ACTIVITY
Copy out, from the data, each line containing the string "None".

Collected data
◇ ◇ ◇ ◇ ◇ ◇ ◇
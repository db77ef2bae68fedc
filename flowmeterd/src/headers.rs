//! Layered packet-header decoder.
//!
//! Peels Ethernet, VLAN / Q-in-Q tags, and MPLS label stacks, then an
//! IPv4 or IPv6 header (with extension headers), then the transport
//! header. The decoder records borrowed views into the packet buffer and
//! never copies header bytes. When the buffer runs out mid-parse it
//! stops, leaving whatever was already recognized in place.

use byteorder::{BigEndian, ByteOrder};

pub const IPPROTO_HOPOPTS: u8 = 0;
pub const IPPROTO_ICMP: u8 = 1;
pub const IPPROTO_TCP: u8 = 6;
pub const IPPROTO_UDP: u8 = 17;
pub const IPPROTO_ROUTING: u8 = 43;
pub const IPPROTO_FRAGMENT: u8 = 44;
pub const IPPROTO_ICMPV6: u8 = 58;
pub const IPPROTO_DSTOPTS: u8 = 60;
pub const IPPROTO_MH: u8 = 135;

const ETHERTYPE_IPV4: u16 = 0x0800;
const ETHERTYPE_IPV6: u16 = 0x86DD;
const ETHERTYPE_8021Q: u16 = 0x8100;
const ETHERTYPE_8021AD: u16 = 0x88A8;
const ETHERTYPE_QINQ1: u16 = 0x9100;
const ETHERTYPE_QINQ2: u16 = 0x9200;
const ETHERTYPE_QINQ3: u16 = 0x9300;
const ETHERTYPE_MPLS_UC: u16 = 0x8847;
const ETHERTYPE_MPLS_MC: u16 = 0x8848;

// Not a real EtherType; marks "expect an ethernet header next".
const PSEUDO_ETHERNET: u16 = 0;

const MPLS_BOTTOM_OF_STACK: u32 = 1 << 8;

const ETHERNET_SIZE: usize = 14;
const IPV4_MIN_SIZE: usize = 20;
const IPV6_SIZE: usize = 40;
const TCP_SIZE: usize = 20;
const UDP_SIZE: usize = 8;
const ICMP_SIZE: usize = 8;
const IPV6_FRAGMENT_SIZE: usize = 8;

pub struct EthernetHeader<'p>(&'p [u8]);

impl EthernetHeader<'_> {
    pub fn ethertype(&self) -> u16 {
        BigEndian::read_u16(&self.0[12..14])
    }
}

pub struct Ipv4Header<'p>(&'p [u8]);

impl Ipv4Header<'_> {
    /// Header length in bytes (IHL * 4).
    pub fn header_len(&self) -> usize {
        ((self.0[0] & 0x0F) as usize) * 4
    }

    pub fn tos(&self) -> u8 {
        self.0[1]
    }

    pub fn protocol(&self) -> u8 {
        self.0[9]
    }

    pub fn saddr(&self) -> u32 {
        BigEndian::read_u32(&self.0[12..16])
    }

    pub fn daddr(&self) -> u32 {
        BigEndian::read_u32(&self.0[16..20])
    }
}

pub struct Ipv6Header<'p>(&'p [u8]);

impl Ipv6Header<'_> {
    /// The first 32-bit word: version, traffic class, flow label.
    pub fn flow_word(&self) -> u32 {
        BigEndian::read_u32(&self.0[0..4])
    }

    pub fn next_header(&self) -> u8 {
        self.0[6]
    }

    pub fn saddr(&self) -> &[u8; 16] {
        self.0[8..24].try_into().expect("fixed-width slice")
    }

    pub fn daddr(&self) -> &[u8; 16] {
        self.0[24..40].try_into().expect("fixed-width slice")
    }
}

pub struct TcpHeader<'p>(&'p [u8]);

impl TcpHeader<'_> {
    pub fn source(&self) -> u16 {
        BigEndian::read_u16(&self.0[0..2])
    }

    pub fn dest(&self) -> u16 {
        BigEndian::read_u16(&self.0[2..4])
    }

    pub fn flags(&self) -> u8 {
        self.0[13]
    }
}

pub struct UdpHeader<'p>(&'p [u8]);

impl UdpHeader<'_> {
    pub fn source(&self) -> u16 {
        BigEndian::read_u16(&self.0[0..2])
    }

    pub fn dest(&self) -> u16 {
        BigEndian::read_u16(&self.0[2..4])
    }
}

pub struct IcmpHeader<'p>(&'p [u8]);

impl IcmpHeader<'_> {
    pub fn icmp_type(&self) -> u8 {
        self.0[0]
    }

    pub fn icmp_code(&self) -> u8 {
        self.0[1]
    }
}

pub struct Icmp6Header<'p>(&'p [u8]);

impl Icmp6Header<'_> {
    pub fn icmp_type(&self) -> u8 {
        self.0[0]
    }

    pub fn icmp_code(&self) -> u8 {
        self.0[1]
    }
}

pub struct Ipv6FragmentHeader<'p>(&'p [u8]);

impl Ipv6FragmentHeader<'_> {
    /// Fragment offset bits (the high 13 bits of offset+flags). Nonzero
    /// means this is not the first fragment.
    pub fn fragment_offset(&self) -> u16 {
        BigEndian::read_u16(&self.0[2..4]) & 0xFFF8
    }
}

/// Views into one packet's headers. Every field starts `None` per parse;
/// a truncated or unrecognized packet keeps whatever layers were already
/// found.
#[derive(Default)]
pub struct Headers<'p> {
    pub eth: Option<EthernetHeader<'p>>,
    pub ip4: Option<Ipv4Header<'p>>,
    pub ip6: Option<Ipv6Header<'p>>,
    pub tcp: Option<TcpHeader<'p>>,
    pub udp: Option<UdpHeader<'p>>,
    pub icmp4: Option<IcmpHeader<'p>>,
    pub icmp6: Option<Icmp6Header<'p>>,
    pub ip6_frag: Option<Ipv6FragmentHeader<'p>>,
}

impl<'p> Headers<'p> {
    /// Parse `data`, which is expected to start with an ethernet header.
    pub fn parse(data: &'p [u8]) -> Self {
        let mut headers = Self::default();
        headers.parse_layers(data);
        headers
    }

    fn parse_layers(&mut self, data: &'p [u8]) {
        let mut offset = 0usize;
        let mut ethertype = PSEUDO_ETHERNET;

        // Strip all pre-IP encapsulation layers.
        let protocol = loop {
            match ethertype {
                PSEUDO_ETHERNET => {
                    let Some(bytes) = data.get(offset..offset + ETHERNET_SIZE) else {
                        return;
                    };
                    let eth = EthernetHeader(bytes);
                    ethertype = eth.ethertype();
                    self.eth = Some(eth);
                    offset += ETHERNET_SIZE;
                }
                ETHERTYPE_8021Q | ETHERTYPE_8021AD | ETHERTYPE_QINQ1
                | ETHERTYPE_QINQ2 | ETHERTYPE_QINQ3 => {
                    // Four bytes: the tag, then the inner EtherType.
                    let Some(bytes) = data.get(offset..offset + 4) else {
                        return;
                    };
                    ethertype = BigEndian::read_u16(&bytes[2..4]);
                    offset += 4;
                }
                ETHERTYPE_MPLS_UC | ETHERTYPE_MPLS_MC => {
                    loop {
                        // Five bytes: a label, plus the nibble after the
                        // stack that names the payload type.
                        let Some(bytes) = data.get(offset..offset + 5) else {
                            return;
                        };
                        let label = BigEndian::read_u32(&bytes[0..4]);
                        offset += 4;
                        if label & MPLS_BOTTOM_OF_STACK != 0 {
                            break;
                        }
                    }
                    match data[offset] >> 4 {
                        0 => {
                            // RFC 4385 pseudowire: skip the ethernet
                            // control word.
                            ethertype = PSEUDO_ETHERNET;
                            offset += 4;
                        }
                        4 => ethertype = ETHERTYPE_IPV4,
                        6 => ethertype = ETHERTYPE_IPV6,
                        _ => return,
                    }
                }
                ETHERTYPE_IPV4 => {
                    let Some(bytes) = data.get(offset..offset + IPV4_MIN_SIZE) else {
                        return;
                    };
                    let ip4 = Ipv4Header(bytes);
                    let header_len = ip4.header_len();
                    if header_len < IPV4_MIN_SIZE {
                        return;
                    }
                    let protocol = ip4.protocol();
                    self.ip4 = Some(ip4);
                    offset += header_len;
                    break protocol;
                }
                ETHERTYPE_IPV6 => {
                    let Some(bytes) = data.get(offset..offset + IPV6_SIZE) else {
                        return;
                    };
                    let ip6 = Ipv6Header(bytes);
                    let mut protocol = ip6.next_header();
                    self.ip6 = Some(ip6);
                    offset += IPV6_SIZE;

                    // Strip IPv6 extension headers.
                    loop {
                        match protocol {
                            IPPROTO_FRAGMENT => {
                                let Some(ext) =
                                    data.get(offset..offset + IPV6_FRAGMENT_SIZE)
                                else {
                                    return;
                                };
                                let frag = Ipv6FragmentHeader(ext);
                                let not_first = frag.fragment_offset() != 0;
                                self.ip6_frag = Some(frag);
                                if not_first {
                                    // Keep the IPs we have; the L4 header
                                    // lives in the first fragment.
                                    break;
                                }
                                protocol = ext[0];
                                offset += (ext[1] as usize + 1) * 8;
                            }
                            IPPROTO_HOPOPTS | IPPROTO_ROUTING | IPPROTO_DSTOPTS
                            | IPPROTO_MH => {
                                let Some(ext) = data.get(offset..offset + 2) else {
                                    return;
                                };
                                protocol = ext[0];
                                offset += (ext[1] as usize + 1) * 8;
                            }
                            _ => break,
                        }
                    }
                    break protocol;
                }
                _ => return,
            }
        };

        match protocol {
            IPPROTO_TCP => self.tcp = data.get(offset..offset + TCP_SIZE).map(TcpHeader),
            IPPROTO_UDP => self.udp = data.get(offset..offset + UDP_SIZE).map(UdpHeader),
            IPPROTO_ICMP => {
                self.icmp4 = data.get(offset..offset + ICMP_SIZE).map(IcmpHeader)
            }
            IPPROTO_ICMPV6 => {
                self.icmp6 = data.get(offset..offset + ICMP_SIZE).map(Icmp6Header)
            }
            _ => {}
        }
    }
}
//! Shared support code for the flow metering daemon: wall-clock helpers
//! with a stable monotonic offset, a one-shot notification primitive for
//! thread shutdown, and interruptible sleeps for the export tick loop.

mod notification;
mod sleep;
pub mod unix_time;

pub use notification::Notification;
pub use sleep::sleep_until_seconds;
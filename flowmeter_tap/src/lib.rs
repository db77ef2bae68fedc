//! The packet-tap seam for the flow metering daemon.
//!
//! A tap delivers captured packets in blocks, fanned out across N
//! disjoint slices so each worker thread sees its own stream. This crate
//! defines the connection contract and ships an in-memory loopback tap
//! (`mem:` endpoints) used by the integration tests and for smoke runs.
//! Production packet sources implement [`TapConnection`] behind the same
//! `connect` seam; their wire protocols are not this crate's business.

pub mod loopback;

use std::time::Duration;
use thiserror::Error;

#[derive(Error, Debug)]
pub enum TapError {
    #[error("no tap driver for endpoint '{0}'")]
    UnknownEndpoint(String),
    #[error("no tap named '{0}' is registered")]
    NotFound(String),
    #[error("fanout index {index} out of range (fanout size {size})")]
    BadFanoutIndex { index: usize, size: usize },
    #[error("connection used before set_fanout_index/init")]
    NotInitialized,
}

/// A single captured packet, borrowed from its block.
pub struct TapPacket<'b> {
    /// Captured bytes, possibly truncated at the tap's snap length.
    pub data: &'b [u8],
    /// Original on-the-wire length.
    pub orig_len: u32,
    /// Capture timestamp, nanoseconds since the UNIX epoch.
    pub timestamp_ns: u64,
    /// VLAN TCI from tap metadata, when the tap saw a tag.
    pub vlan_tci: Option<u16>,
}

/// An owned packet as stored inside a block.
#[derive(Clone)]
pub struct PacketBuf {
    pub data: Vec<u8>,
    pub orig_len: u32,
    pub timestamp_ns: u64,
    pub vlan_tci: Option<u16>,
}

impl PacketBuf {
    /// An untruncated capture: the wire length is the buffer length.
    pub fn from_bytes(data: Vec<u8>, timestamp_ns: u64) -> Self {
        let orig_len = data.len() as u32;
        Self { data, orig_len, timestamp_ns, vlan_tci: None }
    }

    pub fn with_vlan(mut self, tci: u16) -> Self {
        self.vlan_tci = Some(tci);
        self
    }
}

/// A batch of captured packets. Dropping the block returns it to the tap.
pub struct TapBlock {
    packets: Vec<PacketBuf>,
}

impl TapBlock {
    pub fn new(packets: Vec<PacketBuf>) -> Self {
        Self { packets }
    }

    pub fn len(&self) -> usize {
        self.packets.len()
    }

    pub fn is_empty(&self) -> bool {
        self.packets.is_empty()
    }

    pub fn packets(&self) -> impl Iterator<Item = TapPacket<'_>> {
        self.packets.iter().map(|p| TapPacket {
            data: &p.data,
            orig_len: p.orig_len,
            timestamp_ns: p.timestamp_ns,
            vlan_tci: p.vlan_tci,
        })
    }
}

/// One connection to a tap endpoint. The first connection is typically
/// used only to discover `fanout_size`; each worker then opens its own
/// connection bound to one fanout slice.
pub trait TapConnection: Send {
    /// Number of fanout slices the tap splits traffic across.
    fn fanout_size(&self) -> usize;

    /// Bind this connection to one fanout slice. Must precede `init`.
    fn set_fanout_index(&mut self, index: usize) -> Result<(), TapError>;

    /// Finish connection setup. Must precede `next_block`.
    fn init(&mut self) -> Result<(), TapError>;

    /// Block up to `timeout` for the next batch of packets. `Ok(None)`
    /// means the timeout elapsed with no traffic.
    fn next_block(&mut self, timeout: Duration) -> Result<Option<TapBlock>, TapError>;
}

/// Open a connection to the named tap endpoint. `mem:<name>` endpoints
/// resolve against the in-process loopback registry.
pub fn connect(endpoint: &str) -> Result<Box<dyn TapConnection>, TapError> {
    if let Some(name) = endpoint.strip_prefix("mem:") {
        Ok(Box::new(loopback::connect(name)?))
    } else {
        Err(TapError::UnknownEndpoint(endpoint.to_string()))
    }
}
◇ ◇ ◇ ◇ ◇ ◇ ◇
SOLUTION TO THE PROBLEM
/// Views into one packet's headers. Every field starts `None` per parse;
        Self { data, orig_len, timestamp_ns, vlan_tci: None }
    /// Block up to `timeout` for the next batch of packets. `Ok(None)`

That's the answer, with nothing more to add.